Immuno-PET imaging based radioimmunotherapy in head and neck squamous cell carcinoma model

The epidermal growth factor receptor (EGFR) is one of the most comprehensively studied molecular targets in head and neck squamous cell carcinoma (HNSCC). However, inherent and acquired resistance are serious problems and are responsible for limited clinical efficacy and tumor recurrence. In this study, we evaluated the feasibility of immuno-positron emission tomography (PET) imaging and radioimmunotherapy (RIT) with (64)Cu-/(177)Lu-PCTA-cetuximab in cetuximab-resistant SNU-1066 HNSCC xenografted model. The cellular uptake of (64)Cu/(177)Lu-3,6,9,15-tetraazabicyclo[9.3.1]-pentadeca-1(15),11,13-triene-3,6,9,-triacetic acid (PCTA)-cetuximab showed good correlation with western blot and flow cytometry analysis in EGFR expression level of various HNSCC cells. (177)Lu-PCTA-cetuximab selectively killed cetuximab-resistant SNU-1066 cells in vitro. (64)Cu-/(177)Lu-PCTA-cetuximab specifically accumulated in SNU-1066 tumor and those uptakes were peaked at 48 h and 7 day, respectively in biodistribution, PET and single-photon emission computed tomography/computed tomography (SPECT/CT) imaging.
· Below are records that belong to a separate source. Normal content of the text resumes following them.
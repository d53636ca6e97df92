//! Order preservation, chunking transparency, and failure semantics of the
//! bulk account fetcher.

use async_trait::async_trait;
use itertools::Itertools;
use sextant_client::{
    accounts::{
        KeyedAccount,
        ProgramScan,
    },
    connection::Connection,
    error::{
        ClientError,
        ClientResult,
    },
    gma::GmaBuilder,
    memory::MemoryConnection,
};
use solana_account::Account;
use solana_address::Address;
use solana_commitment_config::CommitmentConfig;
use solana_sdk::{
    hash::Hash,
    signature::Signature,
    transaction::Transaction,
};

const OWNER: Address = solana_system_interface::program::ID;

/// Seeds `total` addresses, every third of which exists with its index as
/// its lamport balance.
fn seeded(total: usize) -> (MemoryConnection, Vec<Address>) {
    let addresses = (0..total).map(|_| Address::new_unique()).collect_vec();
    let connection = MemoryConnection::with_accounts(
        addresses
            .iter()
            .enumerate()
            .filter(|(index, _)| index % 3 == 0)
            .map(|(index, address)| (*address, Account::new(index as u64, 0, &OWNER))),
    );
    (connection, addresses)
}

#[tokio::test]
async fn tags_existence_in_original_order() {
    let (connection, addresses) = seeded(3);
    // Only the first of the three exists; reorder so the existing one sits
    // in the middle.
    let reordered = vec![addresses[1], addresses[0], addresses[2]];

    let slots = GmaBuilder::new(&connection, reordered.clone()).get().await.unwrap();
    assert_eq!(slots.len(), 3);
    assert!(!slots[0].exists());
    assert!(slots[1].exists());
    assert!(!slots[2].exists());
    for (slot, address) in slots.iter().zip(&reordered) {
        assert_eq!(slot.address(), address);
    }
}

#[tokio::test]
async fn chunk_size_is_not_observable_in_the_result() {
    let (connection, addresses) = seeded(250);

    for chunk_size in [1, 7, 100, 1000] {
        let slots = GmaBuilder::new(&connection, addresses.clone())
            .with_chunk_size(chunk_size)
            .get()
            .await
            .unwrap();

        assert_eq!(slots.len(), 250);
        for (index, (slot, address)) in slots.iter().zip(&addresses).enumerate() {
            assert_eq!(slot.address(), address);
            if index % 3 == 0 {
                assert_eq!(slot.account().unwrap().lamports, index as u64);
            } else {
                assert!(!slot.exists());
            }
        }
    }
}

#[tokio::test]
async fn one_failed_chunk_fails_the_whole_call() {
    let (connection, addresses) = seeded(10);
    connection.fail_batches(true);

    let result = GmaBuilder::new(&connection, addresses)
        .with_chunk_size(3)
        .get()
        .await;
    assert!(matches!(result, Err(ClientError::Connection(_))));
}

#[tokio::test]
async fn pagination_narrows_before_fetching() {
    let (connection, addresses) = seeded(10);
    let fetcher = GmaBuilder::new(&connection, addresses.clone());

    let first = fetcher.get_first(3).await.unwrap();
    assert_eq!(
        first.iter().map(|slot| *slot.address()).collect_vec(),
        addresses[..3]
    );

    let last = fetcher.get_last(4).await.unwrap();
    assert_eq!(
        last.iter().map(|slot| *slot.address()).collect_vec(),
        addresses[6..]
    );

    let between = fetcher.get_between(2, 5).await.unwrap();
    assert_eq!(
        between.iter().map(|slot| *slot.address()).collect_vec(),
        addresses[2..5]
    );

    // Pages are 1-indexed.
    let page = fetcher.get_page(2, 4).await.unwrap();
    assert_eq!(
        page.iter().map(|slot| *slot.address()).collect_vec(),
        addresses[4..8]
    );

    assert!(fetcher.get_page(9, 4).await.unwrap().is_empty());
    assert_eq!(fetcher.get_first(99).await.unwrap().len(), 10);
}

/// A connection that drops the last slot of every batch, violating index
/// alignment.
struct TruncatingConnection(MemoryConnection);

#[async_trait]
impl Connection for TruncatingConnection {
    fn commitment(&self) -> CommitmentConfig {
        self.0.commitment()
    }

    async fn get_account(
        &self,
        address: &Address,
        commitment: CommitmentConfig,
    ) -> ClientResult<Option<Account>> {
        self.0.get_account(address, commitment).await
    }

    async fn get_multiple_accounts(
        &self,
        addresses: &[Address],
        commitment: CommitmentConfig,
    ) -> ClientResult<Vec<Option<Account>>> {
        let mut accounts = self.0.get_multiple_accounts(addresses, commitment).await?;
        accounts.pop();
        Ok(accounts)
    }

    async fn get_program_accounts(
        &self,
        program: &Address,
        scan: ProgramScan,
    ) -> ClientResult<Vec<KeyedAccount>> {
        self.0.get_program_accounts(program, scan).await
    }

    async fn get_latest_blockhash(&self) -> ClientResult<Hash> {
        self.0.get_latest_blockhash().await
    }

    async fn send_transaction(&self, transaction: &Transaction) -> ClientResult<Signature> {
        self.0.send_transaction(transaction).await
    }

    async fn confirm_transaction(&self, signature: &Signature) -> ClientResult<bool> {
        self.0.confirm_transaction(signature).await
    }

    async fn request_airdrop(&self, address: &Address, lamports: u64) -> ClientResult<Signature> {
        self.0.request_airdrop(address, lamports).await
    }
}

#[tokio::test]
async fn a_misaligned_batch_response_is_a_typed_error() {
    let (memory, addresses) = seeded(4);
    let connection = TruncatingConnection(memory);

    let result = GmaBuilder::new(&connection, addresses).get().await;
    assert!(matches!(
        result,
        Err(ClientError::MalformedBatchResponse {
            expected: 4,
            received: 3,
        })
    ));
}
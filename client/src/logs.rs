//! Colored `label: value` log lines for send tracing and demos.
//!
//! Log lines build fluently and print on [`LogEntry::log`], the same
//! consuming-builder discipline the rest of the SDK uses. Labels always
//! render in the fixed label color; hues accent the value side only.

use std::fmt;

use colored::{
    Color,
    Colorize,
};

/// Accent applied to a logged value.
#[derive(Clone, Copy, Debug, Default)]
pub enum LogHue {
    /// Ordinary output.
    #[default]
    Plain,
    /// Progress worth noticing: signatures, confirmations.
    Info,
    /// Degraded but not failed: missing accounts, unconfirmed sends.
    Warning,
    Error,
}

impl LogHue {
    fn color(self) -> Color {
        match self {
            LogHue::Plain => Color::BrightBlack,
            LogHue::Info => Color::Green,
            LogHue::Warning => Color::Yellow,
            LogHue::Error => Color::Red,
        }
    }
}

const LABEL_COLOR: Color = Color::Cyan;

/// One labeled log line.
pub struct LogEntry {
    label: String,
    value: String,
    hue: LogHue,
}

impl LogEntry {
    pub fn new(label: impl fmt::Display, value: impl fmt::Display) -> Self {
        Self {
            label: label.to_string(),
            value: value.to_string(),
            hue: LogHue::default(),
        }
    }

    pub fn hue(mut self, hue: LogHue) -> Self {
        self.hue = hue;
        self
    }

    pub fn log(self) {
        println!("{self}");
    }
}

impl fmt::Display for LogEntry {
    fn fmt(&self, f: &mut fmt::Formatter<'_>) -> fmt::Result {
        write!(
            f,
            "{}: {}",
            self.label.as_str().color(LABEL_COLOR),
            self.value.as_str().color(self.hue.color()),
        )
    }
}
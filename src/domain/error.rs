// Chart core errors
use thiserror::Error;

#[derive(Debug, Error)]
pub enum ChartError {
    #[error("cannot read date value '{0}'")]
    InvalidDate(String),

    #[error("failed to read dataset {path}: {source}")]
    DatasetIo {
        path: String,
        #[source]
        source: std::io::Error,
    },

    #[error("malformed dataset: {0}")]
    DatasetFormat(#[from] serde_json::Error),
}

pub type Result<T> = std::result::Result<T, ChartError>;
// Domain layer - Telemetry and chart models
pub mod error;
pub mod graph;
pub mod packet;
pub mod series;
pub mod telemetry;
RIT with single dose of (177)Lu-PCTA-cetuximab exhibited significant tumor regression and markedly reduced 2-[(18)F]fluoro-2-deoxy-D-glucose ((18)F-FDG) uptake, compared to other groups. Proliferation index were dramatically decreased and apoptotic index increased in RIT group. These results suggest that a diagnostic and therapeutic convergence radiopharmaceutical, (64)Cu-/(177)Lu-PCTA-cetuximab has the potential of target selection using immuno-PET imaging and targeted therapy by RIT in EGFR expressing cetuximab-resistant HNSCC tumors.